_WHAT NEEDS TO BE DONE_
In the records below, begin at the line that has "filename src/lib.rs" and stop after the line that has "escalating to page"; quote those lines verbatim and nothing more.

_Items from a dataset_

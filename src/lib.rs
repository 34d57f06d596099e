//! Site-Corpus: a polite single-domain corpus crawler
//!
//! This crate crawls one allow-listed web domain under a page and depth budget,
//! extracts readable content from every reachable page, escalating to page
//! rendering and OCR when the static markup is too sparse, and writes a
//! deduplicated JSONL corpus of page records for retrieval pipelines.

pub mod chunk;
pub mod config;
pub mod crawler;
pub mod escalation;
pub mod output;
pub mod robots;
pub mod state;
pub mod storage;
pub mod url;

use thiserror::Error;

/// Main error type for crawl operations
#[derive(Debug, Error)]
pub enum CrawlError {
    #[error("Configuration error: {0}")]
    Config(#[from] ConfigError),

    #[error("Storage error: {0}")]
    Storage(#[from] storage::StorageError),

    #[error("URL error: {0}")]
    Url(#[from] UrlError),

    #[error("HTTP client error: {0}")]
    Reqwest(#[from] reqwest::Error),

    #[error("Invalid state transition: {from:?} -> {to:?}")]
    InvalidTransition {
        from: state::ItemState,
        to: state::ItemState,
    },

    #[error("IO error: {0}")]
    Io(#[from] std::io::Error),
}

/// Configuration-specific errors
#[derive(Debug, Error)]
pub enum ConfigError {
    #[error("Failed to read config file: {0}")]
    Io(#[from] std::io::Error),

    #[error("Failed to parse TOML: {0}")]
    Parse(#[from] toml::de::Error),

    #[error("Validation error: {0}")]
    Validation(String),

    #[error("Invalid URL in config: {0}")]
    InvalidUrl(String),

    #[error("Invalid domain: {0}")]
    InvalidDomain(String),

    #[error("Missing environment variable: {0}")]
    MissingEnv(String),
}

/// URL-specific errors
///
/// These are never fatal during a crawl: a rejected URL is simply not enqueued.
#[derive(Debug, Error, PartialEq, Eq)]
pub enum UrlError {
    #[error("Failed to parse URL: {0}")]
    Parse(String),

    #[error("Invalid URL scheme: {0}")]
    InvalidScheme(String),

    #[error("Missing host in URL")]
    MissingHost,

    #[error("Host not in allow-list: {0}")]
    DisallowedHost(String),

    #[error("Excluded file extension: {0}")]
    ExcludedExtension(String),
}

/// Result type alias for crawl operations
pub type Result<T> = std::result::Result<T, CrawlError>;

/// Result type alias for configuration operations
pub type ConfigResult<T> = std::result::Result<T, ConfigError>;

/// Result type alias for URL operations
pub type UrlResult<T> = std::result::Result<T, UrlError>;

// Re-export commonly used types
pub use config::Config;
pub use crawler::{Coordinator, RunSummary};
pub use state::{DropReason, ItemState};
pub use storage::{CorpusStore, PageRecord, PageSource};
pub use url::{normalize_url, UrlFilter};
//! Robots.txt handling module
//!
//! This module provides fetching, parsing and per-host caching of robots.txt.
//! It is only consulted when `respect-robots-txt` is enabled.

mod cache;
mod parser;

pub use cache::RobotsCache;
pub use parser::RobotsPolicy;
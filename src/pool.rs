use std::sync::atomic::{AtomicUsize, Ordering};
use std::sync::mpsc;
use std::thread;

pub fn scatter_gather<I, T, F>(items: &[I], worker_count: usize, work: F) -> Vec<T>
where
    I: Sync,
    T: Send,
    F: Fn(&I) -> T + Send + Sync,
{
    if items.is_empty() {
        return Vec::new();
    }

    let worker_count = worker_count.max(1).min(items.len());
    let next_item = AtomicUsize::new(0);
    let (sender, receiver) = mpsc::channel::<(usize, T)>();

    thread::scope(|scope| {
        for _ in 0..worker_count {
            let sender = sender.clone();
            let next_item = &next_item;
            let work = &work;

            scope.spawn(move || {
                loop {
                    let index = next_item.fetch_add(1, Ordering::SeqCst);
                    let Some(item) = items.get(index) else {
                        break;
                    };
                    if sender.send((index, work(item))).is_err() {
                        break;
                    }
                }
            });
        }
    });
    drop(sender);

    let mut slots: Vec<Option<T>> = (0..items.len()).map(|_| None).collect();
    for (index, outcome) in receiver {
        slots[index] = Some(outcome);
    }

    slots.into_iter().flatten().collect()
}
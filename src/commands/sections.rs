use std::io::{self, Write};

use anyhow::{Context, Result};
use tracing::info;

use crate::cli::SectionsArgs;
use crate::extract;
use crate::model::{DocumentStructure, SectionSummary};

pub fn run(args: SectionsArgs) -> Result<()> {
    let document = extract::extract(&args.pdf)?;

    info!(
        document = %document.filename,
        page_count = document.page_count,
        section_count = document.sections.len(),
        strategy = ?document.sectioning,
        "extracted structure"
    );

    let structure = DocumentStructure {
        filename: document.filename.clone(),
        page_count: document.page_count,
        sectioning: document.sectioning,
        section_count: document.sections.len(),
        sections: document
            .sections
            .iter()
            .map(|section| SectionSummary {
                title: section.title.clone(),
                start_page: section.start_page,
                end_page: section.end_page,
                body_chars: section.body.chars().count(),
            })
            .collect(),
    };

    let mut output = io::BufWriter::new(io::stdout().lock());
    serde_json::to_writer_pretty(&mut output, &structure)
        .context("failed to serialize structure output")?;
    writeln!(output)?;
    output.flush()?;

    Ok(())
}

* * *

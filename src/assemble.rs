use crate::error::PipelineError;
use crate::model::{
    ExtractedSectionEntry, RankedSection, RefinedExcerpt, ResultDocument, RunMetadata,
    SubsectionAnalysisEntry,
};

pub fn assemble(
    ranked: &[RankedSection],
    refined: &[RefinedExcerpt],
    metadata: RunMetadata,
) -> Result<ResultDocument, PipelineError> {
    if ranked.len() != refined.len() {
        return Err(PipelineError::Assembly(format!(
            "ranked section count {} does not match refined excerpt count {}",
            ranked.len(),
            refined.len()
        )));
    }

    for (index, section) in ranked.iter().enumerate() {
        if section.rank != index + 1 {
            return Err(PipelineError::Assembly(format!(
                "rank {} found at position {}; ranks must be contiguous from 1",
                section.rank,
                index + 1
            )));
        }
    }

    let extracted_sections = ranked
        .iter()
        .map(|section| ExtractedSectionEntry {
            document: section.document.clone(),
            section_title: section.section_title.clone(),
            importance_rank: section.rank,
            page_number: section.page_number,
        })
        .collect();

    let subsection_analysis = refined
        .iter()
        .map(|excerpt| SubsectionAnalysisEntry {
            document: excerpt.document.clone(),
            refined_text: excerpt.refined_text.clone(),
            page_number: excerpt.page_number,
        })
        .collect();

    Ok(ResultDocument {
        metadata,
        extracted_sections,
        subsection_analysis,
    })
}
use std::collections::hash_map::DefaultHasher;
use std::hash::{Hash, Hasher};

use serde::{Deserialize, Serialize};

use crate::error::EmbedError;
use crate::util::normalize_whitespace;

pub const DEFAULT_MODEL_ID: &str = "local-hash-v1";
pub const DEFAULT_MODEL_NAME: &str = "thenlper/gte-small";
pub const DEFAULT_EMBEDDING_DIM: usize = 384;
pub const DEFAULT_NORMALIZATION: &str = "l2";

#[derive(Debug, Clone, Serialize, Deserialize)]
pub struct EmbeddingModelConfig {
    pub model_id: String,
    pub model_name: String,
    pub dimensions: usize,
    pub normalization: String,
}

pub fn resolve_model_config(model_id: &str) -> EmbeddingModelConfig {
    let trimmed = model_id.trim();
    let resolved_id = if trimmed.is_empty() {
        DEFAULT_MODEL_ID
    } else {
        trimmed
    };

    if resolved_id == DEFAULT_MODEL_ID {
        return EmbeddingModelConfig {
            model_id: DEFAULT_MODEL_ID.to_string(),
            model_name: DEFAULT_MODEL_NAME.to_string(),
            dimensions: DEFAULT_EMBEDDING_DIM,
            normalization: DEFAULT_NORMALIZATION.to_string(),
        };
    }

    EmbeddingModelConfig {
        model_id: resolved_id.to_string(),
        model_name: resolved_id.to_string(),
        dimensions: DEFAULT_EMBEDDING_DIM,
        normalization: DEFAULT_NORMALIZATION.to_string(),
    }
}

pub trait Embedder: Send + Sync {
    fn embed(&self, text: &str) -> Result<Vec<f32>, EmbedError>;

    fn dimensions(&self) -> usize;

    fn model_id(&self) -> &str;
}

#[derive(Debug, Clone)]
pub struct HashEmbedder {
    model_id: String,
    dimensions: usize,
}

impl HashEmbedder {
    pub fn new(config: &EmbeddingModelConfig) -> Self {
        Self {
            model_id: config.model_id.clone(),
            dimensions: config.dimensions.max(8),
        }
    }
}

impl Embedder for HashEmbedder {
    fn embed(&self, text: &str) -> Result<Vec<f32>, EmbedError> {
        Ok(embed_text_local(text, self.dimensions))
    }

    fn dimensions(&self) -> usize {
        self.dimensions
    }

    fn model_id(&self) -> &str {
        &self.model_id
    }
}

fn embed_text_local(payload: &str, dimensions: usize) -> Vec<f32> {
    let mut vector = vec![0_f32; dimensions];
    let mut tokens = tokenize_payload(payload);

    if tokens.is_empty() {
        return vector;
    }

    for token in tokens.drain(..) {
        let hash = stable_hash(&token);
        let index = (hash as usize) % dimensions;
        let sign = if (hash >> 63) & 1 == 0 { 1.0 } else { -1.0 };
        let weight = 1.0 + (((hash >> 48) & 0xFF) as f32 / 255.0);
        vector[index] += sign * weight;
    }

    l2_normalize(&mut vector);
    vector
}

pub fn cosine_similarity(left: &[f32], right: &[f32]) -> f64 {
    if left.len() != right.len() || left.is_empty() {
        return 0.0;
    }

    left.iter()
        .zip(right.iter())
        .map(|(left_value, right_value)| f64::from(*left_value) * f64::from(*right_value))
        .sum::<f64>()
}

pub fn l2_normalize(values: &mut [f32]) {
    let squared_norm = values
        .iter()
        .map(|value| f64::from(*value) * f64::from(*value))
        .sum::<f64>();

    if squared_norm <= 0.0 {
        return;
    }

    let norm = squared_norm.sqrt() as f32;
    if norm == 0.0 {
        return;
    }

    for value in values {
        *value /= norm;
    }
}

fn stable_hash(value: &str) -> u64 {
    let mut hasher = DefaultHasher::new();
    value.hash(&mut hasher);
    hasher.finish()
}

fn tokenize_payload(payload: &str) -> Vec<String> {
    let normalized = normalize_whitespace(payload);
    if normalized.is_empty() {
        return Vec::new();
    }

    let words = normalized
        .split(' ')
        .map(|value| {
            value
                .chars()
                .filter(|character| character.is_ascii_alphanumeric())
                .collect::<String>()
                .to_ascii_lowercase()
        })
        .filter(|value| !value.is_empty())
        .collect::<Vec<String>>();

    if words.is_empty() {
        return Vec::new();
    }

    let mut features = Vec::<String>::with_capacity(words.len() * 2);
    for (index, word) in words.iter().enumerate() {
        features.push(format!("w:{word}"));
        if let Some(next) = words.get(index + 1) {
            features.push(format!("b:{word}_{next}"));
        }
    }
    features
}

_ANSWER SECTION_
filename src/lib.rs
repository 34d57f06d596099e
//! Site-Corpus: a polite single-domain corpus crawler
//!
//! This crate crawls one allow-listed web domain under a page and depth budget,
//! extracts readable content from every reachable page, escalating to page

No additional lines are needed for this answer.